If an unmarried woman of one bloodline in the clan has a child from an unmarried man from another bloodline, that child will be raised as a member of the household of that woman. The same when a married woman gets pregnant from a religious rite with whomever - taking on a divine role overrides even sibling or parental blood ties, and any marriage vows, although those extremes usually will be avoided.

If that mother marries into another clan, the child will remain with her bloodline, and raised by her mother, aunts, or sisters in law. Any child she has in that other clan will be raised by the father's bloodline. If the bride about to marry away is pregnant, marriage may be delayed if the husband is not the father, unless the marriage contract between the clans explicitely includes the unborn child.
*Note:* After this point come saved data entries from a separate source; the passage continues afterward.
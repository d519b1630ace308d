//! Terminal setup and the interactive event loop.

use crate::app::App;
use crate::ui;
use anyhow::Result;
use crossterm::{
    event::{
        self, DisableMouseCapture, EnableMouseCapture, Event, KeyEventKind, MouseEventKind,
    },
    execute,
    terminal::{EnterAlternateScreen, LeaveAlternateScreen, disable_raw_mode, enable_raw_mode},
};
use ratatui::{Terminal, backend::CrosstermBackend, layout::Rect};
use std::io::{self, Stdout};
use strictly_bingo::BingoCard;
use tracing::{error, info, instrument};

/// Plays a card in the terminal until the player quits.
#[instrument(skip(card))]
pub fn run(card: BingoCard) -> Result<()> {
    info!("Starting bingo TUI");

    enable_raw_mode()?;
    let mut stdout = io::stdout();
    execute!(stdout, EnterAlternateScreen, EnableMouseCapture)?;
    let backend = CrosstermBackend::new(stdout);
    let mut terminal = Terminal::new(backend)?;

    let mut app = App::new(card);
    let res = event_loop(&mut terminal, &mut app);

    disable_raw_mode()?;
    execute!(
        terminal.backend_mut(),
        LeaveAlternateScreen,
        DisableMouseCapture
    )?;
    terminal.show_cursor()?;

    if let Err(err) = &res {
        error!(error = ?err, "Event loop error");
    }
    res
}

fn event_loop(terminal: &mut Terminal<CrosstermBackend<Stdout>>, app: &mut App) -> Result<()> {
    while !app.should_quit() {
        let screen: Rect = terminal.draw(|f| ui::draw(f, app))?.area;

        match event::read()? {
            Event::Key(key) if key.kind == KeyEventKind::Press => app.handle_key(key.code),
            Event::Mouse(mouse) if matches!(mouse.kind, MouseEventKind::Down(_)) => {
                app.handle_click(screen, mouse.column, mouse.row)
            }
            _ => {}
        }
    }
    Ok(())
}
A parent married off to another clan will retain visiting rites to their birth stead, even in times of blood feud between those clans. Crossing the border safely may require an escort of a neutral third party, though. A child given over to a bloodline not of your birth place may be lost forever - something which makes divorces a lot rarer than the laws for divorce make it seem.

One of the divorce rules would be that any child conceived during a marriage has to be delivered to the clan of the marriage partner, and probably at that clan, too. In case of a fresh widow the legalities get interesting, once again - story hook material. Forget about Cramer vs. Cramer or the Rose Wars, this gets serious. A runaway pregnant wife might arrange that the persecuting husband suffers an accident, making her a widow. From incidents like that, entire clans were wiped off the maps.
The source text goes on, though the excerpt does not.